IFN-gamma Induction of p21WAF1 Is Required for Cell Cycle Inhibition and Suppression of Apoptosis

Abstract

Interferons (IFN) inhibit the growth of tumor cells by blocking the progression of their cell cycle. Recently, we showed that this cell cycle inhibition correlates with the ability of IFN to upregulate the cyclin-dependent kinase inhibitor p21WAF1. This, however, is not proof of a causal relationship.
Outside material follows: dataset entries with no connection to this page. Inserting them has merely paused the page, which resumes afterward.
//! Conversions to and from `ndarray`.
//!
//! Both directions copy; an `ndarray` array never aliases an `Array` buffer.

use ndarray::{ArrayD, IxDyn};

use crate::array::Array;
use crate::error::{NdError, Result};

impl Array {
    /// Row-major copy as a dynamic-rank `ndarray` array.
    pub fn to_ndarray(&self) -> Result<ArrayD<f64>> {
        ArrayD::from_shape_vec(IxDyn(self.shape()), self.to_vec())
            .map_err(|_| NdError::shape("to_ndarray", "a shape matching the element count", self.shape()))
    }

    /// Copy of any `ndarray` array, in logical (row-major) order.
    pub fn from_ndarray(a: &ArrayD<f64>) -> Array {
        let data: Vec<f64> = a.iter().copied().collect();
        if a.ndim() == 0 {
            // a 0-d ndarray holds one scalar
            return Array::from_vec(data);
        }
        Array::from_parts(a.shape().to_vec(), data)
    }
}

impl From<&ArrayD<f64>> for Array {
    fn from(value: &ArrayD<f64>) -> Self {
        Array::from_ndarray(value)
    }
}

impl TryFrom<&Array> for ArrayD<f64> {
    type Error = NdError;

    fn try_from(value: &Array) -> Result<Self> {
        value.to_ndarray()
    }
}

#[cfg(test)]
mod tests {
    use super::*;

    #[test]
    fn round_trip_through_ndarray() {
        let a = Array::arange(6).reshape(&[2, 3]).unwrap();
        let nd = a.to_ndarray().unwrap();
        assert_eq!(nd.shape(), &[2, 3]);
        assert_eq!(nd[IxDyn(&[1, 0])], 3.0);
        assert!(Array::from_ndarray(&nd).equals(&a));
    }

    #[test]
    fn transposed_ndarray_is_copied_in_logical_order() {
        let nd = ArrayD::from_shape_vec(IxDyn(&[2, 2]), vec![1.0, 2.0, 3.0, 4.0]).unwrap();
        let t = nd.t().to_owned();
        assert_eq!(Array::from_ndarray(&t).to_vec(), vec![1.0, 3.0, 2.0, 4.0]);
    }
}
Using p21WAF1-deficient cells derived from the HCT116 colon adenocarcinoma cell line, we now show that p21W A F1 is indeed responsible for the antiproliferative effects of the type II IFN, IFN-gamma. IFN-gamma upregulated p21W A F1 expression in a p53-independent manner, decreased cyclin-dependent kinase 2 activity, and inhibited entry into the S phase of the cell cycle in p21+/+ but not in p21-/-HCT116 cells. We additionally found that the lack of p21WAF1 expression resulted in an increase in the ability of IFN-gamma to induce apoptosis, as reflected by an earlier induction of DNA fragmentation and caspase 3 activity in p21-/-cell. Our results indicate that p21WAF1 expression is necessary for IFN-gamma-mediated cell cycle inhibition and suppression of IFN-gamma-induced apoptosis.